Representing Numbers as Continued Fractions and a TI-Nspire Package to do some Basic Continued Fraction Arithmetic
AbstractFrom birth most human beings are confronted by the number 10. In general, we have ten fingers and ten toes. It was only natural that we developed decimal numbers for doing our basic calculations. When computers came along with their binary states (over simplified as a switch being on and off) binary arithmetic came into its own. (One wonders, do cats use a base twelve arithmetic when catching mice?) However, decimal and binary arithmetic have their limits when it comes to doing calculations that require very accurate approximations for certain results. Accurate decimal approximations may require the use of numerous digits and computing systems contain only a finite model of the real numbers. Continued Fractions are an alternative representation for numbers that are generally able to compactly represent approximations to real numbers for a desired accuracy. Computer Algebra Systems have long used continued fractions while implementing the approximation operation when requested by a user.
Continued fractions have their roots in the so-called Euclidean Algorithm for finding the greatest common divisor of two integers. In fact, finding the continued fraction representation of a rational number follows the steps of this algorithm exactly.

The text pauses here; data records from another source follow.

//! HTML escaping and the value-level output rules.

use serde_json::{Map, Value};

/// Marker key the `raw()` helper uses to tag a value as safe output.
pub(crate) const RAW_MARKER: &str = "$vellum_raw$";

/// Escape the five significant HTML characters.
pub fn escape_html(input: &str) -> String {
    let mut out = String::with_capacity(input.len());
    for ch in input.chars() {
        match ch {
            '&' => out.push_str("&amp;"),
            '<' => out.push_str("&lt;"),
            '>' => out.push_str("&gt;"),
            '"' => out.push_str("&quot;"),
            '\'' => out.push_str("&#039;"),
            _ => out.push(ch),
        }
    }
    out
}

/// Inverse of [`escape_html`] for the same entity set.
pub fn unescape_html(input: &str) -> String {
    input
        .replace("&lt;", "<")
        .replace("&gt;", ">")
        .replace("&quot;", "\"")
        .replace("&#039;", "'")
        .replace("&amp;", "&")
}

/// Wrap a value so the output escaping step passes it through untouched.
pub fn raw(value: Value) -> Value {
    let mut map = Map::new();
    map.insert(RAW_MARKER.to_string(), Value::Bool(true));
    map.insert("value".to_string(), value);
    Value::Object(map)
}

pub(crate) fn unwrap_raw(value: &Value) -> Option<&Value> {
    match value {
        Value::Object(map) if map.get(RAW_MARKER) == Some(&Value::Bool(true)) => map.get("value"),
        _ => None,
    }
}

/// Escape a value for emission. Null is empty, raw-wrapped values pass
/// through, strings are escaped, everything else is stringified as-is.
pub fn escape_value(value: &Value) -> String {
    if let Some(inner) = unwrap_raw(value) {
        return display_value(inner);
    }
    match value {
        Value::Null => String::new(),
        Value::String(s) => escape_html(s),
        other => display_value(other),
    }
}

/// Stringify a value for output: null is empty, whole numbers print
/// without a fraction, arrays join their elements with commas.
pub fn display_value(value: &Value) -> String {
    if let Some(inner) = unwrap_raw(value) {
        return display_value(inner);
    }
    match value {
        Value::Null => String::new(),
        Value::Bool(b) => b.to_string(),
        Value::Number(n) => format_number(n),
        Value::String(s) => s.clone(),
        Value::Array(items) => items
            .iter()
            .map(display_value)
            .collect::<Vec<_>>()
            .join(","),
        Value::Object(_) => value.to_string(),
    }
}

pub(crate) fn format_number(n: &serde_json::Number) -> String {
    if let Some(i) = n.as_i64() {
        return i.to_string();
    }
    if let Some(u) = n.as_u64() {
        return u.to_string();
    }
    match n.as_f64() {
        Some(f) if f.fract() == 0.0 && f.abs() < 9_007_199_254_740_992.0 => {
            format!("{}", f as i64)
        }
        Some(f) => f.to_string(),
        None => n.to_string(),
    }
}
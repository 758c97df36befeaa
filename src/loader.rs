//! View loading.

use crate::error::Result;
use std::path::{Path, PathBuf};

/// File-system collaborator that turns a path into template text.
/// Injectable so tests can observe or stub loads.
pub trait ViewLoader: Send + Sync {
    fn load(&self, path: &Path) -> Result<String>;
}

/// Default loader backed by `std::fs`. Appends the configured
/// extension when the path has none, so `nav` resolves to `nav.html`.
pub struct FsLoader {
    extension: String,
}

impl FsLoader {
    pub fn new(extension: impl Into<String>) -> Self {
        FsLoader {
            extension: extension.into(),
        }
    }

    pub fn resolve(&self, path: &Path) -> PathBuf {
        if path.extension().is_some() || self.extension.is_empty() {
            path.to_path_buf()
        } else {
            path.with_extension(&self.extension)
        }
    }
}

impl ViewLoader for FsLoader {
    fn load(&self, path: &Path) -> Result<String> {
        Ok(std::fs::read_to_string(self.resolve(path))?)
    }
}
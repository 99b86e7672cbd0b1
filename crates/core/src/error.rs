//! Error types for raftlog storage
//!
//! This module defines the error type returned by storage backends and
//! their factories. We use `thiserror` for `Display` and `Error` impls.

use std::io;
use thiserror::Error;

/// Result type alias for storage operations
pub type Result<T> = std::result::Result<T, Error>;

/// Error types for storage backends
#[derive(Debug, Error)]
pub enum Error {
    /// I/O error (file operations, directory sync, etc.)
    #[error("I/O error: {0}")]
    Io(#[from] io::Error),

    /// URI could not be turned into backend-specific configuration
    #[error("Invalid URI: {0}")]
    InvalidUri(String),

    /// Caller passed an argument the storage cannot accept
    #[error("Invalid argument: {0}")]
    InvalidArgument(String),

    /// Persisted data failed validation
    #[error("Data corruption: {0}")]
    Corruption(String),

    /// Serialization/deserialization error
    #[error("Serialization error: {0}")]
    Serialization(String),

    /// Snapshot I/O failed; carries the accumulated error state
    #[error("Snapshot error (code {code}): {text}")]
    Snapshot {
        /// errno-style status code
        code: i32,
        /// Accumulated diagnostic trail
        text: String,
    },
}

impl From<serde_json::Error> for Error {
    fn from(e: serde_json::Error) -> Self {
        Error::Serialization(e.to_string())
    }
}
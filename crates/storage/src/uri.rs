//! URI scheme extraction
//!
//! Registration and lookup derive the scheme differently:
//!
//! | Input | `registration_scheme` | `lookup_scheme` |
//! |-------|-----------------------|-----------------|
//! | `file:///data` | `file` | `file` |
//! | `:mem://x` | `mem` | `""` (bad format) |
//! | `/tmp/data` | `/tmp/data` | `file` (default) |
//! | `:::` | `None` | `file` (default) |
//!
//! Registration skips leading empty `:`-separated fields. Lookup takes the
//! text before the first `:` verbatim, and only when the URI contains `://`.

use std::path::PathBuf;

use raftlog_core::{Error, Result};

/// Scheme assumed for URIs without `://`
pub const DEFAULT_SCHEME: &str = "file";

/// Separator between scheme and backend-specific part
pub const SCHEME_SEPARATOR: &str = "://";

/// Scheme used when registering a backend
///
/// Returns the first non-empty `:`-separated field, or `None` when every
/// field is empty.
pub fn registration_scheme(uri: &str) -> Option<&str> {
    uri.split(':').find(|field| !field.is_empty())
}

/// Scheme used when looking a backend up
///
/// The result may be empty for malformed input such as `":foo://x"`.
pub fn lookup_scheme(uri: &str) -> &str {
    if !uri.contains(SCHEME_SEPARATOR) {
        return DEFAULT_SCHEME;
    }
    uri.split(':').next().unwrap_or_default()
}

/// Filesystem path addressed by a local-backend URI
///
/// `file:///data/log` becomes `/data/log`; a bare path is used as-is.
///
/// # Errors
///
/// Returns `Error::InvalidUri` if the path part is empty.
pub fn local_path(uri: &str) -> Result<PathBuf> {
    let path = match uri.find(SCHEME_SEPARATOR) {
        Some(pos) => &uri[pos + SCHEME_SEPARATOR.len()..],
        None => uri,
    };
    if path.is_empty() {
        return Err(Error::InvalidUri(uri.to_string()));
    }
    Ok(PathBuf::from(path))
}
struct LogState {
    file: File,
    first_log_index: u64,
    /// File offset of entry `first_log_index + i`
    offsets: Vec<u64>,
    /// Term of entry `first_log_index + i`
    terms: Vec<u64>,
    /// Offset one past the last valid record
    end_offset: u64,
}

impl LogState {
    fn last_log_index(&self) -> u64 {
        self.first_log_index + self.offsets.len() as u64 - 1
    }

    fn position(&self, index: u64) -> Option<usize> {
        if index < self.first_log_index || index > self.last_log_index() {
            return None;
        }
        Some((index - self.first_log_index) as usize)
    }
}

/// Log storage backed by a local directory
pub struct LocalLogStorage {
    dir: PathBuf,
    options: LocalStorageOptions,
    state: Mutex<LogState>,
}

impl LocalLogStorage {
    /// Open (or create) the log in `dir`
    ///
    /// Replays `log_data`, truncating any torn or corrupted tail.
    pub fn open(dir: impl Into<PathBuf>, options: LocalStorageOptions) -> Result<Self> {
        let dir = dir.into();
        std::fs::create_dir_all(&dir)?;

        let meta_path = dir.join(LOG_META_FILE);
        let meta_first = if meta_path.exists() {
            let meta: LogMeta = serde_json::from_slice(&std::fs::read(&meta_path)?)?;
            meta.first_log_index
        } else {
            1
        };

        let mut file = OpenOptions::new()
            .read(true)
            .write(true)
            .create(true)
            .truncate(false)
            .open(dir.join(LOG_DATA_FILE))?;

        let mut data = Vec::new();
        file.read_to_end(&mut data)?;

        let (first_log_index, offsets, terms, end_offset) = replay(&data, meta_first);
        if first_log_index == 0 {
            return Err(Error::Corruption(format!(
                "first log index 0 in {}",
                dir.display()
            )));
        }

        if end_offset < data.len() as u64 {
            warn!(
                path = %dir.display(),
                valid_bytes = end_offset,
                file_bytes = data.len(),
                "Truncating corrupted log tail"
            );
            file.set_len(end_offset)?;
            if options.sync {
                file.sync_data()?;
            }
        }

        debug!(
            path = %dir.display(),
            first_log_index,
            entries = offsets.len(),
            "Opened local log storage"
        );

        Ok(LocalLogStorage {
            dir,
            options,
            state: Mutex::new(LogState {
                file,
                first_log_index,
                offsets,
                terms,
                end_offset,
            }),
        })
    }

    /// Directory holding the log files
    pub fn dir(&self) -> &Path {
        &self.dir
    }

    fn save_meta(&self, first_log_index: u64) -> Result<()> {
        let bytes = serde_json::to_vec(&LogMeta { first_log_index })?;
        write_atomic(&self.dir.join(LOG_META_FILE), &bytes, self.options.sync)?;
        Ok(())
    }
}

/// Parse records, stopping at the first torn, corrupted or non-contiguous one
fn replay(data: &[u8], meta_first: u64) -> (u64, Vec<u64>, Vec<u64>, u64) {
    let mut first_log_index = meta_first;
    let mut offsets = Vec::new();
    let mut terms = Vec::new();
    let mut cursor = 0usize;

    while cursor < data.len() {
        let (entry, len) = match decode_record(&data[cursor..]) {
            Some(record) => record,
            None => break,
        };

        if offsets.is_empty() {
            first_log_index = entry.index;
        } else if entry.index != first_log_index + offsets.len() as u64 {
            break;
        }

        offsets.push(cursor as u64);
        terms.push(entry.term);
        cursor += len;
    }

    (first_log_index, offsets, terms, cursor as u64)
}

/// Payload length as stored in the record header
fn record_data_len(len: usize) -> Result<u32> {
    u32::try_from(len).map_err(|_| {
        Error::InvalidArgument(format!(
            "log entry payload of {} bytes exceeds {} bytes",
            len,
            u32::MAX
        ))
    })
}
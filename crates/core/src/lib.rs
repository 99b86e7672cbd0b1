//! Core types and traits for raftlog
//!
//! This crate defines the foundational pieces shared by every storage backend:
//! - Error: Error type hierarchy for storage operations
//! - LogEntry / SnapshotMeta: data carried by log and snapshot storages
//! - Traits: LogStorage, StableStorage, SnapshotStorage, SnapshotWriter, SnapshotReader
//! - ErrorState: accumulated (code, text) diagnostics for snapshot I/O

#![warn(missing_docs)]
#![warn(clippy::all)]

pub mod error;
pub mod error_state;
pub mod traits;
pub mod types;

pub use error::{Error, Result};
pub use error_state::{ErrorReporting, ErrorState, EINVAL, EIO, ENOENT, ENOSPC};
pub use traits::{LogStorage, SnapshotReader, SnapshotStorage, SnapshotWriter, StableStorage};
pub use types::{LogEntry, SnapshotFile, SnapshotMeta};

However, they did not become an object of mathematical study until the work of Brouncker and Wallis in the late 17th century. An impediment to their growth in popularity was the lack of an efficient system of doing arithmetic with this representation of the real numbers. In 1972 William Gosper developed an efficient system for doing arithmetic with continued fractions and show them that numbers can be represented more efficiently as continued fractions. For example, √17 = 4.12310562561..., can be approximated as [4; 8, 8, 8, 8] = 17684/4289 = 4.123105619... that has a much smaller denominator than the decimal representation having the same accuracy.
In this presentation, a small package for use in classroom exercises to introduce students to this different way of viewing real numbers and using continued fractions, thus, expanding their view of number representations and their uses, will be discussed. It will deal with converting rational numbers to continued fractions as well as the reverse process. It will also include an algorithm for expressing square roots of integers as, sometimes infinite, periodic continued fractions. Also included will be Gosper’s algorithms for doing arithmetic with continued fractions. Time permitting, other topics such as the expansion of π and e as infinite continued fractions will be presented. A TI- Nspire package containing these results developed by the author will be previewed. It will also be made available for sharing with participants.